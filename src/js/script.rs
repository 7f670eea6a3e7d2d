/// When a `<script>` runs relative to parsing.
#[derive(Debug, Clone, Copy, Default, PartialEq, Eq)]
pub enum ScriptExecution {
    #[default]
    Blocking,
    Async,
    Defer,
}

#[derive(Debug, Clone, Copy, Default, PartialEq, Eq)]
pub enum ScriptKind {
    #[default]
    Classic,
    Module,
    /// A `type` the engine does not evaluate, such as JSON data blocks.
    Unknown,
}

#[derive(Debug, Clone, PartialEq, Eq)]
pub enum ScriptSource {
    Inline { code: String },
    External { src: String },
}

/// One `<script>` element found in a page, in document order.
#[derive(Debug, Clone, PartialEq, Eq)]
pub struct ScriptDescriptor {
    pub index: usize,
    pub kind: ScriptKind,
    pub execution: ScriptExecution,
    pub source: ScriptSource,
}

impl ScriptDescriptor {
    pub fn inline(index: usize, code: String, kind: ScriptKind) -> Self {
        Self {
            index,
            kind,
            execution: ScriptExecution::Blocking,
            source: ScriptSource::Inline { code },
        }
    }

    pub fn inline_code(&self) -> Option<&str> {
        match &self.source {
            ScriptSource::Inline { code } => Some(code),
            ScriptSource::External { .. } => None,
        }
    }

    /// Inline classic scripts that block parsing are the ones run in place.
    pub fn runs_inline(&self) -> bool {
        self.kind == ScriptKind::Classic
            && self.execution == ScriptExecution::Blocking
            && self.inline_code().is_some()
    }

    pub fn filename(&self) -> String {
        format!("inline-script-{}.js", self.index)
    }
}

**WHAT TO DO**
Each line of the material that has the word "usize" belongs in the answer.

**ANSWER TO THIS TASK**
    pub index: usize,
    pub fn inline(index: usize, code: String, kind: ScriptKind) -> Self {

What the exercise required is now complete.